INPUT DATA =
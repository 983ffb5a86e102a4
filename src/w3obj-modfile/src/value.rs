//! Typed modification values and their binary and textual encodings.

use std::{
    borrow::Cow,
    fmt,
    io::{self, Write},
    num::{ParseFloatError, ParseIntError},
};

use thiserror::Error;
use w3obj_utils::{binary, ByteCursor, Truncated};

/// Correspondence between known type codes and their textual names.
///
/// Any other code is named `type<N>`.
const TYPE_NAMES: [(i32, &str); 4] = [(0, "int"), (1, "real"), (2, "unreal"), (3, "string")];

/// Prefix of the textual form for type codes outside [`TYPE_NAMES`].
const UNKNOWN_TYPE_PREFIX: &str = "type";

/// The declared type of a modification value.
#[derive(Clone, Copy, Debug, PartialEq, Eq, Hash)]
pub enum ValueType {
    /// A 32-bit signed integer.
    Int,
    /// A 32-bit float.
    Real,
    /// A 32-bit float with values restricted to `[0, 1]` by the game.
    Unreal,
    /// A null-terminated UTF-8 string.
    String,
    /// Any other type code.
    ///
    /// Never holds one of the known codes when created through
    /// [`ValueType::from_code`].
    Unknown(i32),
}

impl ValueType {
    /// Maps a binary type code to its [`ValueType`].
    pub const fn from_code(code: i32) -> Self {
        match code {
            0 => Self::Int,
            1 => Self::Real,
            2 => Self::Unreal,
            3 => Self::String,
            c => Self::Unknown(c),
        }
    }

    /// Gets the binary type code.
    pub const fn code(self) -> i32 {
        match self {
            Self::Int => 0,
            Self::Real => 1,
            Self::Unreal => 2,
            Self::String => 3,
            Self::Unknown(c) => c,
        }
    }

    /// Whether this is one of the four documented types.
    pub const fn is_known(self) -> bool {
        !matches!(Self::from_code(self.code()), Self::Unknown(_))
    }

    /// Gets the textual name of the type.
    pub fn name(self) -> Cow<'static, str> {
        let code = self.code();
        match TYPE_NAMES.iter().find(|(c, _)| *c == code) {
            Some((_, name)) => Cow::Borrowed(name),
            None => Cow::Owned(format!("{UNKNOWN_TYPE_PREFIX}{code}")),
        }
    }

    /// Maps a textual type name back to its [`ValueType`].
    ///
    /// Accepts the names from the type table and `type<N>` for any
    /// numeric code. Everything else falls back to [`ValueType::Int`].
    pub fn from_name(name: &str) -> Self {
        if let Some((code, _)) = TYPE_NAMES.iter().find(|(_, n)| *n == name) {
            return Self::from_code(*code);
        }

        match name
            .strip_prefix(UNKNOWN_TYPE_PREFIX)
            .and_then(|code| code.parse().ok())
        {
            Some(code) => Self::from_code(code),
            None => {
                log::debug!("Unrecognized type name '{name}'; assuming int");
                Self::Int
            }
        }
    }
}

impl fmt::Display for ValueType {
    fn fmt(&self, f: &mut fmt::Formatter<'_>) -> fmt::Result {
        f.write_str(&self.name())
    }
}

#[cfg(feature = "serde")]
impl serde::Serialize for ValueType {
    fn serialize<S: serde::Serializer>(&self, serializer: S) -> Result<S::Ok, S::Error> {
        serializer.serialize_str(&self.name())
    }
}

/// Errors from interpreting text as a typed value.
#[derive(Clone, Debug, Error, PartialEq, Eq)]
pub enum ValueParseError {
    #[error("invalid integer '{text}': {source}")]
    Int { text: String, source: ParseIntError },

    #[error("invalid float '{text}': {source}")]
    Float {
        text: String,
        source: ParseFloatError,
    },
}

/// A modification value.
#[cfg_attr(feature = "serde", derive(serde::Serialize))]
#[cfg_attr(feature = "serde", serde(untagged))]
#[derive(Clone, Debug, PartialEq)]
pub enum Value {
    /// An integer, also used for opaque payloads of unknown types.
    Int(i32),
    /// A float for both real and unreal types.
    Real(f32),
    /// A string, or a placeholder for undecodable payloads.
    Str(String),
}

impl Value {
    /// Gets the zero value for the given type.
    pub fn zero(ty: ValueType) -> Self {
        match ty {
            ValueType::Real | ValueType::Unreal => Self::Real(0.0),
            ValueType::String => Self::Str(String::new()),
            ValueType::Int | ValueType::Unknown(_) => Self::Int(0),
        }
    }

    /// Parses text into a value of the given type.
    pub fn parse(ty: ValueType, text: &str) -> Result<Self, ValueParseError> {
        match ty {
            ValueType::Int | ValueType::Unknown(_) => parse_int(text).map(Self::Int),
            ValueType::Real | ValueType::Unreal => parse_float(text).map(Self::Real),
            ValueType::String => Ok(Self::Str(text.to_owned())),
        }
    }

    /// Parses text into a value of the given type, substituting
    /// [`Value::zero`] when the text is not a valid number.
    pub fn parse_lossy(ty: ValueType, text: &str) -> Self {
        Self::parse(ty, text).unwrap_or_else(|e| {
            log::debug!("{e}; using zero instead");
            Self::zero(ty)
        })
    }

    /// Interprets the value as an integer.
    ///
    /// Values of other kinds go through their textual form, so `3.0`
    /// yields `3` and anything unparseable yields `0`.
    pub fn to_int_lossy(&self) -> i32 {
        match self {
            Self::Int(v) => *v,
            other => parse_int(&other.to_string()).unwrap_or_else(|e| {
                log::debug!("{e}; writing 0 instead");
                0
            }),
        }
    }

    /// Interprets the value as a float.
    ///
    /// Values of other kinds go through their textual form and
    /// anything unparseable yields `0.0`.
    pub fn to_float_lossy(&self) -> f32 {
        match self {
            Self::Real(v) => *v,
            other => parse_float(&other.to_string()).unwrap_or_else(|e| {
                log::debug!("{e}; writing 0.0 instead");
                0.0
            }),
        }
    }
}

impl fmt::Display for Value {
    fn fmt(&self, f: &mut fmt::Formatter<'_>) -> fmt::Result {
        match self {
            Self::Int(v) => write!(f, "{v}"),
            Self::Real(v) => write!(f, "{v}"),
            Self::Str(v) => f.write_str(v),
        }
    }
}

fn parse_int(text: &str) -> Result<i32, ValueParseError> {
    text.trim().parse().map_err(|source| ValueParseError::Int {
        text: text.to_owned(),
        source,
    })
}

fn parse_float(text: &str) -> Result<f32, ValueParseError> {
    text.trim().parse().map_err(|source| ValueParseError::Float {
        text: text.to_owned(),
        source,
    })
}

/// How the decoder treats type codes outside the documented four.
#[derive(Clone, Copy, Debug, Default, PartialEq, Eq)]
pub enum UnknownTypePolicy {
    /// Every unknown code carries a 4-byte integer payload which is
    /// kept as [`Value::Int`] and written back unchanged.
    #[default]
    Opaque,
    /// Codes above 100 carry a 4-byte integer payload; all other
    /// unknown codes are assumed to carry no payload and decode to
    /// a `[type:<code>]` placeholder string.
    ///
    /// The zero-width assumption may desynchronize the rest of the
    /// section when it does not hold.
    Placeholder,
    /// Any unknown code aborts decoding.
    Reject,
}

/// Type codes above this value are always treated as opaque
/// fixed-width numbers.
const NUMERIC_EXTENSION_FLOOR: i32 = 100;

/// Outcome of reading a value payload that did not produce a value.
#[derive(Debug)]
pub(crate) enum PayloadError {
    Truncated(Truncated),
    Rejected(i32),
}

impl From<Truncated> for PayloadError {
    fn from(e: Truncated) -> Self {
        Self::Truncated(e)
    }
}

/// Reads the value payload for a modification of type `ty`.
pub(crate) fn read_payload(
    cur: &mut ByteCursor<'_>,
    ty: ValueType,
    policy: UnknownTypePolicy,
) -> Result<Value, PayloadError> {
    Ok(match ty {
        ValueType::Int => Value::Int(cur.int32()?),
        ValueType::Real | ValueType::Unreal => Value::Real(cur.float32()?),
        ValueType::String => Value::Str(String::from_utf8_lossy(cur.cstr()?).into_owned()),

        ValueType::Unknown(code) => match policy {
            UnknownTypePolicy::Opaque => Value::Int(cur.int32()?),
            UnknownTypePolicy::Placeholder if code > NUMERIC_EXTENSION_FLOOR => {
                Value::Int(cur.int32()?)
            }
            UnknownTypePolicy::Placeholder => {
                log::warn!(
                    "Type code {code} at offset {} has no known payload size; reading on may misalign",
                    cur.position()
                );
                Value::Str(format!("[type:{code}]"))
            }
            UnknownTypePolicy::Reject => return Err(PayloadError::Rejected(code)),
        },
    })
}

/// Writes the value payload for a modification of type `ty`.
///
/// Unknown types always get a 4-byte integer payload.
pub(crate) fn write_payload<W: Write>(out: &mut W, ty: ValueType, value: &Value) -> io::Result<()> {
    match ty {
        ValueType::Int | ValueType::Unknown(_) => binary::write_int32(out, value.to_int_lossy()),
        ValueType::Real | ValueType::Unreal => binary::write_float32(out, value.to_float_lossy()),
        ValueType::String => {
            let text = value.to_string();
            let bytes = text.as_bytes();
            let bytes = match bytes.iter().position(|&b| b == 0) {
                Some(nul) => {
                    log::warn!("Cutting string value at embedded null byte: {text:?}");
                    &bytes[..nul]
                }
                None => bytes,
            };
            binary::write_cstr(out, bytes)
        }
    }
}

#[cfg(test)]
mod tests {
    use super::*;

    #[test]
    fn type_table() {
        for (code, name) in TYPE_NAMES {
            let ty = ValueType::from_code(code);
            assert!(ty.is_known());
            assert_eq!(ty.name(), name);
            assert_eq!(ValueType::from_name(name), ty);
        }
    }

    #[test]
    fn unknown_type_names() {
        assert_eq!(ValueType::from_code(7).name(), "type7");
        assert_eq!(ValueType::from_name("type7"), ValueType::Unknown(7));
        assert_eq!(ValueType::from_name("type101"), ValueType::Unknown(101));
        assert_eq!(ValueType::from_name("type3"), ValueType::String);
        assert_eq!(ValueType::from_name("type-2"), ValueType::Unknown(-2));
    }

    #[test]
    fn fallback_is_int() {
        assert_eq!(ValueType::from_name(""), ValueType::Int);
        assert_eq!(ValueType::from_name("bool"), ValueType::Int);
        assert_eq!(ValueType::from_name("typeX"), ValueType::Int);
        assert_eq!(ValueType::from_name("INT"), ValueType::Int);
        assert_eq!(ValueType::from_name("Real"), ValueType::Int);
    }

    #[test]
    fn lossy_parsing() {
        assert_eq!(Value::parse_lossy(ValueType::Int, " 42 "), Value::Int(42));
        assert_eq!(Value::parse_lossy(ValueType::Int, "4.2"), Value::Int(0));
        assert_eq!(Value::parse_lossy(ValueType::Unreal, "0.25"), Value::Real(0.25));
        assert_eq!(Value::parse_lossy(ValueType::Real, "fast"), Value::Real(0.0));
        assert_eq!(
            Value::parse_lossy(ValueType::String, " x "),
            Value::Str(" x ".into())
        );
        assert!(Value::parse(ValueType::Int, "abc").is_err());
    }

    #[test]
    fn cross_kind_coercion() {
        assert_eq!(Value::Real(3.0).to_int_lossy(), 3);
        assert_eq!(Value::Real(3.5).to_int_lossy(), 0);
        assert_eq!(Value::Str("12".into()).to_int_lossy(), 12);
        assert_eq!(Value::Int(2).to_float_lossy(), 2.0);
        assert_eq!(Value::Str("[type:7]".into()).to_int_lossy(), 0);
    }

    #[test]
    fn float_text_round_trips() {
        for v in [3.5f32, 0.1, 1.0, -0.75, 1e-7, 123456.79] {
            let text = Value::Real(v).to_string();
            assert_eq!(Value::parse(ValueType::Real, &text), Ok(Value::Real(v)));
        }
    }

    #[test]
    fn payload_encodings() -> io::Result<()> {
        let mut out = Vec::new();
        write_payload(&mut out, ValueType::Int, &Value::Str("42".into()))?;
        assert_eq!(out, 42i32.to_le_bytes());

        for ty in [ValueType::Real, ValueType::Unreal] {
            out.clear();
            write_payload(&mut out, ty, &Value::Str("3.5".into()))?;
            assert_eq!(out, 3.5f32.to_le_bytes());
        }

        out.clear();
        write_payload(&mut out, ValueType::String, &Value::Str("ab\0cd".into()))?;
        assert_eq!(out, b"ab\0");

        out.clear();
        write_payload(&mut out, ValueType::Unknown(7), &Value::Int(-1))?;
        assert_eq!(out, [0xFF; 4]);

        Ok(())
    }

    #[test]
    fn unknown_payload_policies() {
        let data = 9i32.to_le_bytes();

        let mut cur = ByteCursor::new(&data);
        let v = read_payload(&mut cur, ValueType::Unknown(7), UnknownTypePolicy::Opaque).unwrap();
        assert_eq!(v, Value::Int(9));
        assert!(cur.is_empty());

        let mut cur = ByteCursor::new(&data);
        let v =
            read_payload(&mut cur, ValueType::Unknown(7), UnknownTypePolicy::Placeholder).unwrap();
        assert_eq!(v, Value::Str("[type:7]".into()));
        assert_eq!(cur.position(), 0);

        let mut cur = ByteCursor::new(&data);
        let v = read_payload(&mut cur, ValueType::Unknown(101), UnknownTypePolicy::Placeholder)
            .unwrap();
        assert_eq!(v, Value::Int(9));

        let mut cur = ByteCursor::new(&data);
        assert!(matches!(
            read_payload(&mut cur, ValueType::Unknown(7), UnknownTypePolicy::Reject),
            Err(PayloadError::Rejected(7))
        ));
    }
}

TASK PROMPT =
Starting with the first line of the entries and ending with the line that has "let code = self.code();", copy each line exactly and add nothing.

RESULT FOR THIS TASK =
repository 983ffb5a86e102a4
filename src/w3obj-modfile/src/value.rs
//! Typed modification values and their binary and textual encodings.

use std::{
    borrow::Cow,
    fmt,
    io::{self, Write},
    num::{ParseFloatError, ParseIntError},
};

use thiserror::Error;
use w3obj_utils::{binary, ByteCursor, Truncated};

/// Correspondence between known type codes and their textual names.
///
/// Any other code is named `type<N>`.
const TYPE_NAMES: [(i32, &str); 4] = [(0, "int"), (1, "real"), (2, "unreal"), (3, "string")];

/// Prefix of the textual form for type codes outside [`TYPE_NAMES`].
const UNKNOWN_TYPE_PREFIX: &str = "type";

/// The declared type of a modification value.
#[derive(Clone, Copy, Debug, PartialEq, Eq, Hash)]
pub enum ValueType {
    /// A 32-bit signed integer.
    Int,
    /// A 32-bit float.
    Real,
    /// A 32-bit float with values restricted to `[0, 1]` by the game.
    Unreal,
    /// A null-terminated UTF-8 string.
    String,
    /// Any other type code.
    ///
    /// Never holds one of the known codes when created through
    /// [`ValueType::from_code`].
    Unknown(i32),
}

impl ValueType {
    /// Maps a binary type code to its [`ValueType`].
    pub const fn from_code(code: i32) -> Self {
        match code {
            0 => Self::Int,
            1 => Self::Real,
            2 => Self::Unreal,
            3 => Self::String,
            c => Self::Unknown(c),
        }
    }

    /// Gets the binary type code.
    pub const fn code(self) -> i32 {
        match self {
            Self::Int => 0,
            Self::Real => 1,
            Self::Unreal => 2,
            Self::String => 3,
            Self::Unknown(c) => c,
        }
    }

    /// Whether this is one of the four documented types.
    pub const fn is_known(self) -> bool {
        !matches!(Self::from_code(self.code()), Self::Unknown(_))
    }

    /// Gets the textual name of the type.
    pub fn name(self) -> Cow<'static, str> {
        let code = self.code();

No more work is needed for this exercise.